Preimplantation Genetic Testing for Monogenic/Single Gene Defects (PGT-M)
Definition - What does Preimplantation Genetic Testing for Monogenic/Single Gene Defects (PGT-M) mean?
Preimplantation genetic testing for monogenic/single gene defects (PGT-M), is a genetic test carried out on embryos during in vitro fertilization, where one or both the biological parents have a monogenic or single-gene disorder like Tay-Sachs disease, cystic fibrosis or many other conditions.
This test helps reduce the risk of having a child with the same genetic disorder. Monogenic disorders are genetic disorders caused by the mutation (alteration) of a single gene; hence, they are also known as single gene defects.
PGT-M was previously known preimplantation genetic diagnosis (PGT)
FertilitySmarts explains Preimplantation Genetic Testing for Monogenic/Single Gene Defects (PGT-M)
PGT-M examines the genetic material inside of embryos. The test involves taking multiple biopsied cells from the outer layer of the embryos (which will make up the placenta) ideally, on day 5 of development. The embryos that are shown to have a higher chance of developing into a healthy baby are selected for transfer to a uterus whereas embryos identified to have a genetic disease component are deselected.
Fertility specialists prefer testing the day-5 embryos due to three main reasons:
- The two layers of these embryos, namely the outer cell layer (that will develop into the placenta) and the inner cell mass (that will mature into the baby) are easily appreciated by day 5. This allows to biopsy only the placental and not fetal cells, preventing any damage to the latter.

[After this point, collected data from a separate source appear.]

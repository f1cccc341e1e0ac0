//! Pairwise operation expansion with memoization

mod core;

pub use core::{PairCombiner, StepMap};
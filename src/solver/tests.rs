use crate::solver::GameSolver;
use crate::solver::constants::SKIP_MARKER;

#[test]
fn test_solver_finds_solutions() {
    let mut solver = GameSolver::new();
    let solutions = solver.solve([2.0, 3.0, 4.0, 8.0]);
    assert!(!solutions.is_empty());
}

#[test]
fn test_all_ones_has_no_solution() {
    let mut solver = GameSolver::new();
    assert!(solver.solve([1.0, 1.0, 1.0, 1.0]).is_empty());
}

#[test]
fn test_3388_division_family_is_surfaced() {
    let mut solver = GameSolver::new();
    let solutions = solver.solve([3.0, 3.0, 8.0, 8.0]);
    assert!(!solutions.is_empty());
    assert!(solutions.iter().any(|s| s.contains('/')));
}

#[test]
fn test_solutions_are_distinct() {
    let mut solver = GameSolver::new();
    for input in [[2.0, 3.0, 4.0, 8.0], [3.0, 3.0, 8.0, 8.0]] {
        let solutions = solver.solve(input);
        for (i, a) in solutions.iter().enumerate() {
            for b in solutions.iter().skip(i + 1) {
                assert_ne!(a, b);
            }
        }
    }
}

#[test]
fn test_sequential_results_come_before_grouped() {
    let mut solver = GameSolver::new();
    let solutions = solver.solve([2.0, 3.0, 4.0, 8.0]);

    if let Some(first_grouped) = solutions.iter().position(|s| s.starts_with(SKIP_MARKER)) {
        assert!(
            solutions[first_grouped..]
                .iter()
                .all(|s| s.starts_with(SKIP_MARKER))
        );
    }
}

#[test]
fn test_solve_is_idempotent() {
    let mut solver = GameSolver::new();
    let first = solver.solve([2.0, 3.0, 4.0, 8.0]);
    let second = solver.solve([2.0, 3.0, 4.0, 8.0]);
    assert_eq!(first, second);

    // a fresh solver with a cold cache agrees as well
    let mut fresh = GameSolver::new();
    assert_eq!(fresh.solve([2.0, 3.0, 4.0, 8.0]), first);
}
use thiserror::Error;

/// Errors that can occur in utility functions
#[derive(Error, Debug, Clone, PartialEq)]
pub enum UtilsError {
    #[error("Expected exactly 4 numbers, got {0}")]
    WrongNumberCount(usize),
    #[error("Numbers must be finite, got {0}")]
    NonFiniteNumber(f64),
}
mod cli;
mod combine;
mod display;
mod search;
mod solver;
mod utils;

fn main() {
    if let Err(err) = cli::run() {
        eprintln!("Error: {}", err);
        #[allow(clippy::exit)]
        std::process::exit(1);
    }
}
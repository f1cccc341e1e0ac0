use log::debug;

use crate::combine::PairCombiner;
use crate::solver::constants::{EPSILON, SKIP_MARKER, TARGET};

/// Search over the three ways to split the four numbers into two pairs.
///
/// Combining each pair first and then the two intermediate results reaches
/// `(a op b) op (c op d)` shapes, which the strictly linear consumption
/// order of the backtracking search cannot produce. Derivations carry the
/// skip marker in place of a leading seed number.
///
/// The returned list may repeat a derivation when duplicate inputs make two
/// pairings coincide; the aggregator deduplicates against the full solution
/// list.
pub fn grouped_search(numbers: [f64; 4], combiner: &mut PairCombiner) -> Vec<String> {
    let [n1, n2, n3, n4] = numbers;
    let pairings = [
        ((n1, n2), (n3, n4)),
        ((n1, n3), (n2, n4)),
        ((n1, n4), (n2, n3)),
    ];

    let mut solutions = Vec::new();
    for (first, second) in pairings {
        let out1 = combiner.combine(first.0, first.1).clone();
        let out2 = combiner.combine(second.0, second.1).clone();

        for (hist1, &val1) in &out1 {
            for (hist2, &val2) in &out2 {
                for (step, &result) in combiner.combine(val1, val2) {
                    if (result - TARGET).abs() < EPSILON {
                        solutions.push(format!(
                            "{}, {}, {}, {}",
                            SKIP_MARKER, hist1, hist2, step
                        ));
                    }
                }
            }
        }
    }

    debug!("Grouped search found {} solution(s)", solutions.len());
    solutions
}
use log::debug;

use crate::combine::{PairCombiner, StepMap};
use crate::solver::constants::{EPSILON, TARGET};
use crate::utils::format_value;

/// Depth-first search over every order of consuming the four numbers.
///
/// Each recursion level picks one not-yet-used number and folds it into
/// every derivation built so far, so the search covers every expression
/// shape of the form `((x op y) op z) op w` across all operand orders and
/// operation directions. Shapes that combine two sub-pairs are reached by
/// the grouped search instead.
pub fn backtrack_search(numbers: [f64; 4], combiner: &mut PairCombiner) -> Vec<String> {
    let mut solutions = Vec::new();
    let mut used = [false; 4];

    descend(&numbers, &mut used, &StepMap::new(), combiner, &mut solutions);

    debug!("Sequential search found {} solution(s)", solutions.len());
    solutions
}

fn descend(
    numbers: &[f64; 4],
    used: &mut [bool; 4],
    candidates: &StepMap,
    combiner: &mut PairCombiner,
    solutions: &mut Vec<String>,
) {
    if used.iter().all(|&u| u) {
        record_hits(candidates, solutions);
        return;
    }

    for i in 0..numbers.len() {
        if used[i] {
            continue;
        }
        used[i] = true;
        let next = consume(candidates, numbers[i], combiner);
        descend(numbers, used, &next, combiner, solutions);
        used[i] = false;
    }
}

/// Fold `num` into every existing derivation. The first number consumed
/// seeds the map instead, so the first real combine step always involves
/// exactly two original numbers.
fn consume(candidates: &StepMap, num: f64, combiner: &mut PairCombiner) -> StepMap {
    let mut next = StepMap::new();

    if candidates.is_empty() {
        next.insert(format_value(num), num);
        return next;
    }

    for (history, &value) in candidates {
        for (step, &result) in combiner.combine(value, num) {
            next.insert(format!("{}, {}", history, step), result);
        }
    }

    next
}

fn record_hits(candidates: &StepMap, solutions: &mut Vec<String>) {
    for (history, &value) in candidates {
        if (value - TARGET).abs() < EPSILON && !solutions.iter().any(|s| s == history) {
            debug!("Reached {} via: {}", TARGET, history);
            solutions.push(history.clone());
        }
    }
}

It also greatly optimizes the implantation rates.
- The error rates are high with a day-3 biopsy as the embryo layers are not fully developed.
- The day-3 biopsy enables examination of only a "single" cell (instead of multiple cells on a day-5 biopsy) and thus may skip the abnormal embryos.
Innovative versions of PGT-M like karyomapping are now being used because the amount of DNA available is very small, which can make the diagnosis difficult. Karyomapping involves studying the DNA from the sperm and egg donors, as well as from a family member with a known genetic disease; thus, reducing the chances of any errors.